The chart below shows the bulk of the deal activity is concentrated in a few sectors: Physician Medical Groups, eHealth, Long-Term Care and Other Services. It has been this way for most of the year, and we don’t expect it to change in the fourth quarter.

The Physician Medical Group sector is experiencing a boom for a variety of reasons (as explored in our lead story this month), but we will offer a key factor driving deal activity. After a rough year in the pandemic, plenty of small physician practices are looking for a way to manage an increasingly complicated healthcare industry, and private equity-backed management services organizations (MSO) have been there to meet that demand. Nearly all physician deals take the form of a partnership with an MSO, and that trend looks like it will continue for some time.

eHealth activity seems to have leveled out after a big surge earlier in the year. Instead of telehealth, most deal activity seems focused on healthcare analytics. The Carlyle Group (NASDAQ: CG) acquired Saama Technologies, Inc., an AI-driven intelligent clinical cloud company, for $430 million. Healthcare-focused analytic solutions support industry initiatives such as affordable care and population health management, which will be an emerging demand as more and more areas of health care move to value-based care management

And a note on the Other Services sector. It’s a diverse pile of targets and industries, but most of the deal activity belongs to healthcare real estate transactions, such as medical office buildings or ambulatory surgery centers. These deals accounted for 50% of the transactions in the sector and nearly $1 billion in transaction value. The largest of those deals was announced by Physicians Realty Trust (NYSE: DOC), a self-managed healthcare real estate company, which purchased a portfolio of 15 Class-A medical office buildings located in eight states, comprising approximately 1,460,000 square feet, for $764 million.
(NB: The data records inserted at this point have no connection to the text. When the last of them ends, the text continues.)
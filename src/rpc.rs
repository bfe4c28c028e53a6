//! Request correlation: id allocation, pending map, timeouts.
//!
//! Each outstanding request owns a oneshot channel stored in the pending
//! map. The reader task resolves it by id; a deadline or a dropped sender
//! rejects it. Entries are removed before their channel fires, so a request
//! can never resolve twice, and a late response for an already-failed id
//! finds no entry and is dropped.

use std::collections::HashMap;
use std::sync::atomic::{AtomicU64, Ordering};
use std::time::Duration;

use tokio::sync::{Mutex, oneshot};

use crate::error::LspError;

pub(crate) struct RequestTracker {
    next_id: AtomicU64,
    pending: Mutex<HashMap<u64, oneshot::Sender<serde_json::Value>>>,
}

impl RequestTracker {
    pub fn new() -> Self {
        Self {
            next_id: AtomicU64::new(1),
            pending: Mutex::new(HashMap::new()),
        }
    }

    /// Allocate a fresh id and register a pending slot for it.
    ///
    /// Ids are strictly increasing and never reused for the tracker's
    /// lifetime.
    pub async fn register(&self) -> (u64, oneshot::Receiver<serde_json::Value>) {
        let id = self.next_id.fetch_add(1, Ordering::Relaxed);
        let (tx, rx) = oneshot::channel();
        self.pending.lock().await.insert(id, tx);
        (id, rx)
    }

    /// Route a response frame to its pending slot.
    ///
    /// Unknown ids (already timed out, or never issued) are dropped — a
    /// defensive no-op, never a panic.
    pub async fn resolve(&self, id: u64, frame: serde_json::Value) {
        let sender = self.pending.lock().await.remove(&id);
        match sender {
            Some(tx) => {
                let _ = tx.send(frame);
            }
            None => {
                tracing::debug!("dropping response for unknown request id {id}");
            }
        }
    }

    /// Remove a pending slot without firing it. Returns whether it existed.
    pub async fn remove(&self, id: u64) -> bool {
        self.pending.lock().await.remove(&id).is_some()
    }

    /// Reject every outstanding request by dropping its sender.
    ///
    /// Callers blocked in [`wait`](Self::wait) observe `SessionClosed`
    /// immediately instead of running out their deadline.
    pub async fn fail_all(&self) {
        self.pending.lock().await.clear();
    }

    /// Await the response for `id`, enforcing the deadline.
    ///
    /// On success returns the frame's `result`; a frame carrying an `error`
    /// object becomes [`LspError::Rpc`]. Timeout and channel teardown both
    /// clean up the pending entry.
    pub async fn wait(
        &self,
        id: u64,
        rx: oneshot::Receiver<serde_json::Value>,
        deadline: Duration,
    ) -> Result<serde_json::Value, LspError> {
        match tokio::time::timeout(deadline, rx).await {
            Ok(Ok(frame)) => {
                if let Some(err) = frame.get("error") {
                    let code = err.get("code").and_then(serde_json::Value::as_i64).unwrap_or(0);
                    let message = err
                        .get("message")
                        .and_then(serde_json::Value::as_str)
                        .unwrap_or("unknown error")
                        .to_string();
                    Err(LspError::Rpc { code, message })
                } else {
                    Ok(frame.get("result").cloned().unwrap_or(serde_json::Value::Null))
                }
            }
            Ok(Err(_)) => {
                // Sender dropped: session died or fail_all() ran.
                self.remove(id).await;
                Err(LspError::SessionClosed)
            }
            Err(_) => {
                self.remove(id).await;
                Err(LspError::Timeout(deadline))
            }
        }
    }

    #[cfg(test)]
    pub async fn pending_len(&self) -> usize {
        self.pending.lock().await.len()
    }
}

#[cfg(test)]
mod tests {
    use super::*;

    #[tokio::test]
    async fn test_ids_are_strictly_increasing_and_unique() {
        let tracker = RequestTracker::new();
        let mut seen = Vec::new();
        for _ in 0..100 {
            let (id, _rx) = tracker.register().await;
            seen.push(id);
        }
        for pair in seen.windows(2) {
            assert!(pair[1] > pair[0]);
        }
    }

    #[tokio::test]
    async fn test_resolve_fires_and_removes_entry() {
        let tracker = RequestTracker::new();
        let (id, rx) = tracker.register().await;
        assert_eq!(tracker.pending_len().await, 1);

        tracker
            .resolve(id, serde_json::json!({"id": id, "result": {"ok": true}}))
            .await;
        assert_eq!(tracker.pending_len().await, 0);

        let frame = rx.await.unwrap();
        assert_eq!(frame["result"]["ok"], true);
    }

    #[tokio::test]
    async fn test_resolve_unknown_id_is_noop() {
        let tracker = RequestTracker::new();
        tracker.resolve(999, serde_json::json!({"result": {}})).await;
        assert_eq!(tracker.pending_len().await, 0);
    }

    #[tokio::test]
    async fn test_timeout_rejects_once_and_cleans_up() {
        let tracker = RequestTracker::new();
        let (id, rx) = tracker.register().await;

        let result = tracker.wait(id, rx, Duration::from_millis(20)).await;
        assert!(matches!(result, Err(LspError::Timeout(_))));
        assert_eq!(tracker.pending_len().await, 0, "no residual pending entry");

        // A late response for the timed-out id finds no entry.
        tracker.resolve(id, serde_json::json!({"result": {}})).await;
        assert_eq!(tracker.pending_len().await, 0);
    }

    #[tokio::test]
    async fn test_wait_returns_result_field() {
        let tracker = RequestTracker::new();
        let (id, rx) = tracker.register().await;
        tracker
            .resolve(id, serde_json::json!({"id": id, "result": [1, 2, 3]}))
            .await;

        let result = tracker.wait(id, rx, Duration::from_secs(1)).await.unwrap();
        assert_eq!(result, serde_json::json!([1, 2, 3]));
    }

    #[tokio::test]
    async fn test_wait_maps_error_object_to_rpc_error() {
        let tracker = RequestTracker::new();
        let (id, rx) = tracker.register().await;
        tracker
            .resolve(
                id,
                serde_json::json!({
                    "id": id,
                    "error": { "code": -32600, "message": "invalid request" }
                }),
            )
            .await;

        match tracker.wait(id, rx, Duration::from_secs(1)).await {
            Err(LspError::Rpc { code, message }) => {
                assert_eq!(code, -32600);
                assert_eq!(message, "invalid request");
            }
            other => panic!("expected Rpc error, got {other:?}"),
        }
    }

    #[tokio::test]
    async fn test_fail_all_rejects_outstanding_requests() {
        let tracker = RequestTracker::new();
        let (id1, rx1) = tracker.register().await;
        let (_id2, _rx2) = tracker.register().await;
        assert_eq!(tracker.pending_len().await, 2);

        tracker.fail_all().await;
        assert_eq!(tracker.pending_len().await, 0);

        // Rejection is immediate, not a deadline expiry.
        let result = tracker.wait(id1, rx1, Duration::from_secs(60)).await;
        assert!(matches!(result, Err(LspError::SessionClosed)));
    }

    #[tokio::test]
    async fn test_concurrent_requests_hold_distinct_ids() {
        let tracker = RequestTracker::new();
        let (id1, rx1) = tracker.register().await;
        let (id2, rx2) = tracker.register().await;
        assert_ne!(id1, id2);

        // Responses arrive out of order; each lands on its own slot.
        tracker
            .resolve(id2, serde_json::json!({"id": id2, "result": "second"}))
            .await;
        tracker
            .resolve(id1, serde_json::json!({"id": id1, "result": "first"}))
            .await;

        assert_eq!(
            tracker.wait(id1, rx1, Duration::from_secs(1)).await.unwrap(),
            serde_json::json!("first")
        );
        assert_eq!(
            tracker.wait(id2, rx2, Duration::from_secs(1)).await.unwrap(),
            serde_json::json!("second")
        );
    }
}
Spending in October, however, was much lower compared with September, 60% lower to be exact at $17.7 billion. It was even 44% lower than the total transaction value announced in October 2020. The difference in transaction value can be attributed to a lack of high-value deal announcements in October, rather than anything worth raising a red flag over. The largest deal in September, for instance, was Baxter International Inc.’s $12.4 billion acquisition of Hill-Rom Holdings, Inc. The largest deal in October was Walgreens Boots Alliance, Inc.’s $5.2 billion investment into VillageMD. There’s a $7 billion difference right there.

But with two months left in the quarter, we think the activity is only going to accelerate. This acceleration happened last year as we made the turn out of the pandemic, and it’s only natural that dealmakers end 2021 in an even bigger fashion.